Task requirements: Your answer should be every line below that includes the word "seconds".

Records:
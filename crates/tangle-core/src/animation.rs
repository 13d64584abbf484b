//! Per-tick scroll and oscillation of placed glyphs.

use crate::constants::TICKER_FIXED_STEP;
use crate::curve::Curve;
use crate::layout::PlacedGlyph;
use crate::params::{MotionSettings, VerticalMotion};
use crate::positioner::position_on_curve;
use instant::Instant;
use std::cell::Cell;

/// Monotonic time source, in seconds, for the oscillation phase.
pub trait Clock {
    fn now_secs(&self) -> f64;
}

/// Wall-clock time since construction.
pub struct SystemClock {
    start: Instant,
}

impl SystemClock {
    pub fn new() -> Self {
        Self {
            start: Instant::now(),
        }
    }
}

impl Default for SystemClock {
    fn default() -> Self {
        Self::new()
    }
}

impl Clock for SystemClock {
    fn now_secs(&self) -> f64 {
        self.start.elapsed().as_secs_f64()
    }
}

/// Hand-driven clock for deterministic ticks.
#[derive(Default)]
pub struct ManualClock {
    now: Cell<f64>,
}

impl ManualClock {
    pub fn new(start_secs: f64) -> Self {
        Self {
            now: Cell::new(start_secs),
        }
    }

    pub fn set(&self, secs: f64) {
        self.now.set(secs);
    }

    pub fn advance(&self, secs: f64) {
        self.now.set(self.now.get() + secs);
    }
}

impl Clock for ManualClock {
    fn now_secs(&self) -> f64 {
        self.now.get()
    }
}

#[derive(Clone, Copy, Debug, Default, PartialEq)]
pub struct AnimationState {
    /// Scroll offset along the curve, in arc-length units.
    pub scroll_offset: f32,
    /// Time of the most recent tick, in seconds.
    pub time: f64,
}

impl AnimationState {
    /// Scroll backwards by `speed * TICKER_FIXED_STEP`, wrapping below zero.
    pub fn advance_ticker(&mut self, speed: f32, curve_length: f32) {
        self.scroll_offset -= speed * TICKER_FIXED_STEP;
        if self.scroll_offset < 0.0 {
            self.scroll_offset += curve_length;
        }
    }
}

/// Scale for glyph `index`: pulses between `scale_target / 100` and 1.
#[inline]
pub fn pulse_scale(time: f64, index: usize, scale_target: f32, delay_factor: f32) -> f32 {
    let effect = (((time + index as f64 * delay_factor as f64).sin() + 1.0) * 0.5) as f32;
    (scale_target / 100.0) * (1.0 - effect) + effect
}

/// Vertical displacement delta for glyph `index` this tick.
#[inline]
pub fn vertical_delta(time: f64, index: usize, amplitude: f32, delay_factor: f32) -> f32 {
    ((time + index as f64 * delay_factor as f64).sin() as f32) * amplitude
}

/// Re-place every glyph for the current scroll offset and apply the
/// oscillations.
pub fn animate_glyphs(
    glyphs: &mut [PlacedGlyph],
    curve: &Curve,
    motion: &MotionSettings,
    state: &AnimationState,
    font_size: f32,
) {
    for (i, glyph) in glyphs.iter_mut().enumerate() {
        glyph.pose = position_on_curve(
            curve,
            glyph.entry.target_arc_length,
            state.scroll_offset,
            font_size,
        );
        glyph.scale = pulse_scale(
            state.time,
            i,
            motion.scale_target,
            motion.scale_delay_factor,
        );
        let delta = vertical_delta(
            state.time,
            i,
            motion.position_amplitude,
            motion.position_delay_factor,
        );
        let lift = match motion.vertical_motion {
            VerticalMotion::Offset => delta,
            VerticalMotion::Drift => {
                glyph.drift += delta;
                glyph.drift
            }
        };
        glyph.pose.position.y += lift;
    }
}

Response box:
/// Monotonic time source, in seconds, for the oscillation phase.
    /// Time of the most recent tick, in seconds.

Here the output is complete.